1. Academic Validation
  2. Congenital leptin deficiency due to homozygosity for the Delta133G mutation: report of another case and evaluation of response to four years of leptin therapy

Congenital leptin deficiency due to homozygosity for the Delta133G mutation: report of another case and evaluation of response to four years of leptin therapy

  • J Clin Endocrinol Metab. 2004 Oct;89(10):4821-6. doi: 10.1210/jc.2004-0376.
William T Gibson 1 I Sadaf Farooqi Mary Moreau Alex M DePaoli Elizabeth Lawrence Stephen O'Rahilly Rebecca A Trussell
Affiliations

Affiliation

  • 1 University Department of Clinical Biochemistry, Cambridge Institute for Medical Research, Addenbrooke's Hospital, Cambridge, United Kingdom CB2 2XY. wtgibson@cmmt.ubc.ca
Abstract

Congenital Leptin deficiency is a rare, but treatable, cause of severe early-onset obesity. To date, two United Kingdom families of Pakistani origin carrying a frameshift/premature stop mutation, c.398delG (Delta133G), and one Turkish family carrying a missense mutation, c.313C>T (Arg(105)Trp), have been described. Affected subjects are homozygotes and manifest severe obesity and hyperphagia accompanied by metabolic, neuroendocrine, and immune dysfunction. The effects of recombinant Leptin therapy have been reported in three children with the Delta133G mutation, and in all cases this has led to a dramatic resolution of clinical and biochemical abnormalities.
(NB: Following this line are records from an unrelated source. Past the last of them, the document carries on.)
impl RoomManager {
    /// Create a manager and start its background tasks.
    ///
    /// Must be called from within a Tokio runtime.
    pub fn new(config: RoomConfig, registry: Arc<SessionRegistry>) -> Arc<Self> {
        let (notices, notice_rx) = mpsc::unbounded_channel();
        let session_events = registry.subscribe();

        let manager = Arc::new(Self {
            config,
            registry,
            tables: RwLock::new(RoomTables::default()),
            notices,
            greeting: OnceLock::new(),
            seed_salt: Utc::now().timestamp_micros() as u64,
        });

        tokio::spawn(run_disconnect_listener(Arc::downgrade(&manager), session_events));
        tokio::spawn(run_reaper(Arc::downgrade(&manager), notice_rx));

        manager
    }

    /// Room limits in effect.
    pub fn config(&self) -> &RoomConfig {
        &self.config
    }

    /// Send every session a `WELCOME` built from `greeting` when it is placed
    /// in a match. Only the first call takes effect.
    pub fn set_greeting(&self, greeting: Greeting) {
        let _ = self.greeting.set(greeting);
    }

    /// Queue the welcome, then hand the session to the match task.
    fn enroll(&self, entry: &MatchEntry, match_id: MatchId, session: &Session, role: ClientRole) -> Result<(), RoomError> {
        if entry.handle.control.is_closed() {
            return Err(RoomError::MatchEnded);
        }
        if let Some(greeting) = self.greeting.get() {
            session.handle.try_send(greeting.welcome(session.id, match_id, role));
        }
        entry
            .handle
            .control
            .send(MatchControl::Join {
                session: session.id,
                name: session.display_name(),
                role,
                sender: session.handle.sender.clone(),
            })
            .map_err(|_| RoomError::MatchEnded)
    }

    // =========================================================================
    // MATCH LIFECYCLE
    // =========================================================================

    /// Create a match with `sessions` as its players.
    ///
    /// # Errors
    ///
    /// - [`RoomError::CapacityExceeded`] at the match limit
    /// - [`RoomError::MatchFull`] with more sessions than player slots
    /// - [`RoomError::AlreadyInMatch`] if any session already plays or watches
    /// - [`RoomError::NameTaken`] if two sessions share a name
    #[instrument(skip(self, sessions), fields(players = sessions.len()))]
    pub async fn create_match(&self, sessions: &[SessionId]) -> Result<MatchId, RoomError> {
        let unique: BTreeSet<SessionId> = sessions.iter().copied().collect();
        if unique.is_empty() {
            return Err(RoomError::NoPlayers);
        }
        if unique.len() > self.config.max_players_per_match {
            return Err(RoomError::MatchFull { max: self.config.max_players_per_match });
        }

        let mut joining: Vec<Session> = Vec::with_capacity(unique.len());
        for id in &unique {
            let session = self.registry.lookup(id).await?;
            let name = session.display_name();
            if joining.iter().any(|s| s.display_name() == name) {
                return Err(RoomError::NameTaken(name));
            }
            joining.push(session);
        }

        let mut guard = self.tables.write().await;
        let tables = &mut *guard;

        if let Some(busy) = unique.iter().find(|id| tables.memberships.contains_key(*id)) {
            return Err(RoomError::AlreadyInMatch(*busy));
        }
        let live = tables.matches.values().filter(|e| e.handle.is_live()).count();
        if live >= self.config.max_matches {
            warn!(max = self.config.max_matches, "Match limit reached");
            return Err(RoomError::CapacityExceeded { max: self.config.max_matches });
        }

        let match_id = MatchId::new();
        let seed = derive_match_seed(match_id.as_bytes(), self.seed_salt);
        let state = SimulationState::new(*match_id.as_bytes(), seed);
        let handle = MatchActor::spawn(match_id, state, &self.config, self.notices.clone());

        let mut entry = MatchEntry {
            players: BTreeMap::new(),
            spectators: BTreeSet::new(),
            handle,
        };
        for session in joining {
            let _ = self.enroll(&entry, match_id, &session, ClientRole::Player);
            entry.players.insert(session.id, session.display_name());
            tables.memberships.insert(session.id, match_id);
        }
        tables.matches.insert(match_id, entry);

        info!(match_id = %match_id, seed, "Match created");
        Ok(match_id)
    }

    /// Add a session to an existing match.
    ///
    /// # Errors
    ///
    /// - [`RoomError::MatchNotFound`] / [`RoomError::MatchEnded`]
    /// - [`RoomError::AlreadyInMatch`] if the session is elsewhere
    /// - [`RoomError::MatchFull`] or [`RoomError::SpectatorsFull`]
    /// - [`RoomError::NameTaken`] if a player there already uses the name
    /// - [`RoomError::NoPlayers`] when spectating a match nobody plays
    #[instrument(skip(self))]
    pub async fn join_match(&self, session: SessionId, match_id: MatchId, role: ClientRole) -> Result<(), RoomError> {
        let joining = self.registry.lookup(&session).await?;

        let mut guard = self.tables.write().await;
        let tables = &mut *guard;

        if tables.memberships.contains_key(&session) {
            return Err(RoomError::AlreadyInMatch(session));
        }
        let entry = tables
            .matches
            .get_mut(&match_id)
            .ok_or_else(|| RoomError::MatchNotFound(match_id.to_string()))?;
        if !entry.handle.is_live() {
            return Err(RoomError::MatchEnded);
        }

        match role {
            ClientRole::Player if entry.players.len() >= self.config.max_players_per_match => {
                return Err(RoomError::MatchFull { max: self.config.max_players_per_match });
            }
            ClientRole::Player if entry.name_taken(&joining.display_name()) => {
                return Err(RoomError::NameTaken(joining.display_name()));
            }
            ClientRole::Spectator if entry.players.is_empty() => return Err(RoomError::NoPlayers),
            ClientRole::Spectator if entry.spectators.len() >= self.config.max_spectators_per_match => {
                return Err(RoomError::SpectatorsFull { max: self.config.max_spectators_per_match });
            }
            _ => {}
        }

        self.enroll(entry, match_id, &joining, role)?;

        match role {
            ClientRole::Player => {
                entry.players.insert(session, joining.display_name());
            }
            ClientRole::Spectator => {
                entry.spectators.insert(session);
            }
        }
        tables.memberships.insert(session, match_id);

        info!(match_id = %match_id, session = %session, ?role, "Joined match");
        Ok(())
    }

    /// Join the first match with a free player slot, or create one.
    pub async fn quick_join(&self, session: SessionId) -> Result<MatchId, RoomError> {
        let open = {
            let tables = self.tables.read().await;
            tables
                .matches
                .iter()
                .find(|(_, e)| e.handle.is_live() && e.players.len() < self.config.max_players_per_match)
                .map(|(id, _)| *id)
        };

        if let Some(match_id) = open {
            match self.join_match(session, match_id, ClientRole::Player).await {
                Ok(()) => return Ok(match_id),
                // Filled or ended since the lookup, or the name is in use there
                Err(RoomError::MatchFull { .. })
                | Err(RoomError::MatchEnded)
                | Err(RoomError::MatchNotFound(_))
                | Err(RoomError::NameTaken(_)) => {}
                Err(e) => return Err(e),
            }
        }

        self.create_match(&[session]).await
    }

    /// Watch a match: the given one, or the first with players.
    pub async fn spectate(&self, session: SessionId, target: Option<MatchId>) -> Result<MatchId, RoomError> {
        let match_id = match target {
            Some(id) => id,
            None => {
                let tables = self.tables.read().await;
                tables
                    .matches
                    .iter()
                    .find(|(_, e)| e.handle.is_live() && !e.players.is_empty())
                    .map(|(id, _)| *id)
                    .ok_or(RoomError::NoPlayers)?
            }
        };

        self.join_match(session, match_id, ClientRole::Spectator).await?;
        Ok(match_id)
    }

    /// Remove a session from its match.
    ///
    /// The match is destroyed when its last participant leaves.
    #[instrument(skip(self))]
    pub async fn leave_match(&self, session: &SessionId) -> Result<MatchId, RoomError> {
        let mut guard = self.tables.write().await;
        let tables = &mut *guard;

        let match_id = tables.memberships.remove(session).ok_or(RoomError::NotInMatch)?;

        let empty = match tables.matches.get_mut(&match_id) {
            Some(entry) => {
                entry.players.remove(session);
                entry.spectators.remove(session);
                let _ = entry.handle.control.send(MatchControl::Leave { session: *session });
                entry.participants() == 0
            }
            None => false,
        };

        if empty {
            if let Some(entry) = tables.matches.remove(&match_id) {
                let _ = entry.handle.control.send(MatchControl::Stop { reason: EndReason::Abandoned });
                info!(match_id = %match_id, "Last participant left, match destroyed");
            }
        }

        debug!(match_id = %match_id, session = %session, "Left match");
        Ok(match_id)
    }

    /// Drop an ended match and release its participants.
    async fn destroy_match(&self, match_id: &MatchId, reason: EndReason) {
        let mut guard = self.tables.write().await;
        let tables = &mut *guard;

        if tables.matches.remove(match_id).is_some() {
            tables.memberships.retain(|_, m| m != match_id);
            info!(match_id = %match_id, ?reason, "Match removed");
        }
    }

    // =========================================================================
    // ROUTING
    // =========================================================================

    /// Forward a player action to the session's match.
    ///
    /// A full input queue drops the action with a warning.
    pub async fn send_input(&self, session: &SessionId, action: PlayerAction, seq: Option<u64>) -> Result<(), RoomError> {
        let tables = self.tables.read().await;
        let match_id = tables.memberships.get(session).ok_or(RoomError::NotInMatch)?;
        let entry = tables.matches.get(match_id).ok_or(RoomError::NotInMatch)?;
        if entry.spectators.contains(session) {
            return Err(RoomError::SpectatorNotAllowed);
        }

        match entry.handle.inputs.try_send(InputCommand { session: *session, action, seq }) {
            Ok(()) => Ok(()),
            Err(TrySendError::Full(_)) => {
                warn!(match_id = %match_id, session = %session, "Input queue full, dropping input");
                Ok(())
            }
            Err(TrySendError::Closed(_)) => Err(RoomError::MatchEnded),
        }
    }

    /// Forward a state acknowledgement to the session's match.
    pub async fn acknowledge(&self, session: &SessionId, tick: u64) -> Result<(), RoomError> {
        let tables = self.tables.read().await;
        let match_id = tables.memberships.get(session).ok_or(RoomError::NotInMatch)?;
        let entry = tables.matches.get(match_id).ok_or(RoomError::NotInMatch)?;
        entry
            .handle
            .control
            .send(MatchControl::Ack { session: *session, tick })
            .map_err(|_| RoomError::MatchEnded)
    }

    /// Run an operator command in a match, by default the first listed one.
    pub async fn admin(&self, target: Option<MatchId>, command: MatchCommand) -> Result<String, RoomError> {
        let control = {
            let tables = self.tables.read().await;
            Self::target(&tables, target)?.1.handle.control.clone()
        };

        let (reply, answer) = oneshot::channel();
        control
            .send(MatchControl::Admin { command, reply })
            .map_err(|_| RoomError::MatchEnded)?;
        answer
            .await
            .map_err(|_| RoomError::MatchEnded)?
            .map_err(RoomError::Rejected)
    }

    fn target(tables: &RoomTables, target: Option<MatchId>) -> Result<(MatchId, &MatchEntry), RoomError> {
        match target {
            Some(id) => tables
                .matches
                .get(&id)
                .map(|entry| (id, entry))
                .ok_or_else(|| RoomError::MatchNotFound(id.to_string())),
            None => tables
                .matches
                .iter()
                .next()
                .map(|(id, entry)| (*id, entry))
                .ok_or(RoomError::NoActiveMatch),
        }
    }

    // =========================================================================
    // QUERIES
    // =========================================================================

    /// Live telemetry of a match, by default the first listed one.
    pub async fn telemetry(&self, target: Option<MatchId>) -> Result<(MatchId, TelemetrySnapshot), RoomError> {
        let tables = self.tables.read().await;
        let (id, entry) = Self::target(&tables, target)?;
        Ok((id, entry.handle.telemetry.snapshot()))
    }

    /// The match a session belongs to.
    pub async fn match_of(&self, session: &SessionId) -> Option<MatchId> {
        self.tables.read().await.memberships.get(session).copied()
    }

    /// Number of matches, including ones being torn down.
    pub async fn match_count(&self) -> usize {
        self.tables.read().await.matches.len()
    }

    /// Summary of every match in id order.
    pub async fn list_matches(&self) -> Vec<MatchSummary> {
        let tables = self.tables.read().await;
        tables
            .matches
            .iter()
            .map(|(id, entry)| {
                let status = *entry.handle.status.borrow();
                MatchSummary {
                    match_id: id.to_string(),
                    phase: status.phase,
                    tick: status.tick,
                    players: entry.players.len(),
                    spectators: entry.spectators.len(),
                    max_players: self.config.max_players_per_match,
                    paused: status.paused,
                }
            })
            .collect()
    }

    /// Stop every match and wait for their final messages to go out.
    pub async fn shutdown(&self) {
        let entries: Vec<(MatchId, MatchEntry)> = {
            let mut tables = self.tables.write().await;
            tables.memberships.clear();
            std::mem::take(&mut tables.matches).into_iter().collect()
        };

        for (_, entry) in &entries {
            let _ = entry.handle.control.send(MatchControl::Stop { reason: EndReason::Shutdown });
        }
        for (match_id, entry) in entries {
            if tokio::time::timeout(SHUTDOWN_GRACE, entry.handle.task).await.is_err() {
                warn!(match_id = %match_id, "Match task did not stop in time");
            }
        }
        info!("All matches stopped");
    }
}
We now report a Canadian child, of Pakistani origin but unrelated to the previously reported subjects, presenting with severe hyperphagia and obesity, who was found to be homozygous for the Delta133G mutation. In this child, 4 yr of therapy with sc injections of recombinant Leptin provided additional evidence for the sustained beneficial effects of Leptin replacement on fat mass, hyperinsulinemia, and hyperlipidemia. In addition, Leptin administration corrected abnormal thyroid biochemistry and allowed the withdrawal of T(4) treatment, providing additional support for the role of Leptin in the regulation of the human hypothalamic-pituitary-thyroid axis.